9. Quorum. At any meeting of the Board of Directors, a majority of the Directors then in office shall constitute a quorum. Notwithstanding anything contained in this Section to the contrary, and for the avoidance of doubt, the quorum requirement at a meeting called solely with respect to an emergency event relating to the Corporation (as determined in good faith by the Board of Directors) that requires immediate action by the Board of Directors shall be the presence of a majority of Directors then in office.
10. Action at Meeting. At any meeting of the Board of Directors at which a quorum is present, a majority of the Directors present may take any action on behalf of the Board of Directors, unless otherwise provided by law, by the Certificate of Incorporation or by these Bylaws.

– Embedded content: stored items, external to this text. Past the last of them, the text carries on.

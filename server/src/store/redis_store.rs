use anyhow::Context;
use async_trait::async_trait;
use common::ScoreAttributes;
use redis::aio::ConnectionManager;
use redis::{AsyncCommands, Client, Value};
use std::collections::HashMap;
use tracing::{debug, info, trace};

use super::{
    AttributeStore, BatchRequest, BatchResponse, LeaderboardCatalog, LeaderboardStore, Lookup,
    Reply, ScoreIndex,
};
use crate::error::Result;
use crate::redis_keys::RedisKeys;
use crate::redis_utils;

/// Leaderboards kept in Redis: one sorted set per leaderboard for the index,
/// one hash per member for the attributes.
///
/// Sorted set scores hold the negated value, so the ascending ZRANK/ZRANGE
/// order is value descending with equal values in ascending member order.
#[derive(Clone)]
pub struct RedisStore {
    conn: ConnectionManager,
}

impl RedisStore {
    pub fn new(conn: ConnectionManager) -> Self {
        Self { conn }
    }

    /// Open a managed connection to `redis_url`
    pub async fn connect(redis_url: &str) -> anyhow::Result<Self> {
        let client =
            Client::open(redis_url).context("Failed to create Redis client for leaderboards")?;
        let conn = redis_utils::create_connection_manager(client)
            .await
            .context("Failed to connect to Redis for leaderboards")?;
        info!("Leaderboard store connected to Redis");
        Ok(Self::new(conn))
    }

    /// Removes a leaderboard's index and every attribute record it references.
    pub async fn drop_leaderboard(&self, leaderboard_id: &str) -> Result<()> {
        let mut conn = self.conn.clone();
        let scores_key = RedisKeys::scores(leaderboard_id);
        let members: Vec<String> = conn.zrange(&scores_key, 0, -1).await?;

        let mut pipe = redis::pipe();
        pipe.atomic();
        for member in &members {
            pipe.del(RedisKeys::user(leaderboard_id, member)).ignore();
        }
        pipe.del(&scores_key).ignore();
        let _: () = pipe.query_async(&mut conn).await?;

        debug!(leaderboard_id, members = members.len(), "Dropped leaderboard");
        Ok(())
    }
}

fn index_score(value: f64) -> f64 {
    // adding zero folds -0.0 into 0.0
    -value + 0.0
}

fn offset(rank_offset: u64) -> isize {
    isize::try_from(rank_offset).unwrap_or(isize::MAX)
}

fn decode_attributes(value: &Value) -> Result<Option<ScoreAttributes>> {
    let fields: HashMap<String, String> = redis::from_redis_value(value)?;
    Ok(ScoreAttributes::from_fields(&fields)?)
}

#[async_trait]
impl ScoreIndex for RedisStore {
    async fn upsert(&self, leaderboard_id: &str, member: &str, value: f64) -> Result<()> {
        self.conn
            .clone()
            .zadd::<_, _, _, ()>(RedisKeys::scores(leaderboard_id), member, index_score(value))
            .await?;
        Ok(())
    }

    async fn rank(&self, leaderboard_id: &str, member: &str) -> Result<Option<u64>> {
        let rank: Option<u64> = self
            .conn
            .clone()
            .zrank(RedisKeys::scores(leaderboard_id), member)
            .await?;
        Ok(rank.map(|r| r + 1))
    }

    async fn range_by_rank(
        &self,
        leaderboard_id: &str,
        start: u64,
        stop: u64,
    ) -> Result<Vec<String>> {
        let members: Vec<String> = self
            .conn
            .clone()
            .zrange(RedisKeys::scores(leaderboard_id), offset(start), offset(stop))
            .await?;
        Ok(members)
    }
}

#[async_trait]
impl AttributeStore for RedisStore {
    async fn set_attributes(
        &self,
        leaderboard_id: &str,
        attributes: &ScoreAttributes,
    ) -> Result<()> {
        let fields = attributes.to_fields();
        self.conn
            .clone()
            .hset_multiple::<_, _, _, ()>(
                RedisKeys::user(leaderboard_id, &attributes.user_id),
                fields.as_slice(),
            )
            .await?;
        Ok(())
    }

    async fn get_attributes(
        &self,
        leaderboard_id: &str,
        members: &[String],
    ) -> Result<Vec<Option<ScoreAttributes>>> {
        if members.is_empty() {
            return Ok(Vec::new());
        }

        let mut pipe = redis::pipe();
        for member in members {
            pipe.hgetall(RedisKeys::user(leaderboard_id, member));
        }
        let values: Vec<Value> = pipe.query_async(&mut self.conn.clone()).await?;

        values.iter().map(decode_attributes).collect()
    }
}

#[async_trait]
impl LeaderboardStore for RedisStore {
    async fn write(&self, leaderboard_id: &str, attributes: &ScoreAttributes) -> Result<()> {
        let fields = attributes.to_fields();
        trace!(leaderboard_id, user_id = %attributes.user_id, ?fields, "Writing score");

        let mut pipe = redis::pipe();
        pipe.atomic()
            .zadd(
                RedisKeys::scores(leaderboard_id),
                &attributes.user_id,
                index_score(attributes.value),
            )
            .ignore()
            .hset_multiple(
                RedisKeys::user(leaderboard_id, &attributes.user_id),
                fields.as_slice(),
            )
            .ignore();

        let _: () = pipe.query_async(&mut self.conn.clone()).await?;
        Ok(())
    }

    async fn execute(&self, batch: &BatchRequest) -> Result<BatchResponse> {
        if batch.is_empty() {
            return Ok(BatchResponse::default());
        }

        let leaderboard_id = batch.leaderboard_id();
        let scores_key = RedisKeys::scores(leaderboard_id);

        let mut pipe = redis::pipe();
        for lookup in batch.lookups() {
            match lookup {
                Lookup::Rank(member) => {
                    pipe.zrank(&scores_key, member);
                }
                Lookup::Range { start, stop } => {
                    pipe.zrange(&scores_key, offset(*start), offset(*stop));
                }
                Lookup::Attributes(member) => {
                    pipe.hgetall(RedisKeys::user(leaderboard_id, member));
                }
            }
        }

        let values: Vec<Value> = pipe.query_async(&mut self.conn.clone()).await?;
        trace!(leaderboard_id, lookups = batch.len(), "Executed lookup pipeline");

        let replies = batch
            .lookups()
            .iter()
            .zip(values.iter())
            .map(|(lookup, value)| -> Result<Reply> {
                Ok(match lookup {
                    Lookup::Rank(_) => {
                        let rank: Option<u64> = redis::from_redis_value(value)?;
                        Reply::Rank(rank.map(|r| r + 1))
                    }
                    Lookup::Range { .. } => Reply::Members(redis::from_redis_value(value)?),
                    Lookup::Attributes(_) => Reply::Attributes(decode_attributes(value)?),
                })
            })
            .collect::<Result<Vec<_>>>()?;

        Ok(BatchResponse::new(replies))
    }
}

#[async_trait]
impl LeaderboardCatalog for RedisStore {
    async fn save_leaderboard(
        &self,
        game_id: &str,
        app_id: &str,
        leaderboard_id: &str,
        name: &str,
    ) -> Result<()> {
        self.conn
            .clone()
            .hset::<_, _, _, ()>(RedisKeys::leaderboards(game_id, app_id), leaderboard_id, name)
            .await?;
        Ok(())
    }

    async fn list_leaderboards(
        &self,
        game_id: &str,
        app_id: &str,
    ) -> Result<Vec<(String, String)>> {
        let all: HashMap<String, String> = self
            .conn
            .clone()
            .hgetall(RedisKeys::leaderboards(game_id, app_id))
            .await?;
        let mut leaderboards: Vec<(String, String)> = all.into_iter().collect();
        leaderboards.sort();
        Ok(leaderboards)
    }
}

11. Action without a Meeting. Unless otherwise restricted by the Certificate of Incorporation or these Bylaws, any action required or permitted to be taken at any meeting of the Board of Directors or committee thereof may be taken without a meeting if all members of the Board of Directors or committee thereof consent thereto in writing or by electronic transmission, and such writings or electronic transmissions are filed with the records of the meetings of the Board of Directors or committee thereof. Such filing may be in paper form if the minutes are maintained in paper form and may be in electronic form if the minutes are maintained in electronic form. The consents (and transmission thereof) shall be valid whether executed and delivered via electronic or facsimile transmission, PDF, hand delivery, or other means. Such consent shall be treated as a valid and proper vote of the Board of Directors or committee thereof for all purposes.
12. Committees. The Board of Directors, by vote of a majority of the Directors then in office, may establish one or more committees, each committee to consist of one or more Directors, and may delegate thereto some or all of its powers except those which by law, by the Certificate of Incorporation, or by these Bylaws may not be delegated. Except as the Board of Directors may otherwise determine, any such committee may make rules for the conduct of its business, but in the absence of such rules its business shall be conducted so far as possible in the same manner as is provided in these Bylaws for the Board of Directors. All members of such committees shall hold their committee offices at the pleasure of the Board of Directors, and the Board may abolish any committee, other than the Compensation Committee, at any time. Each such committee shall report its action to the Board of Directors who shall have power to rescind any action of any committee, other than the Compensation Committee, without retroactive effect.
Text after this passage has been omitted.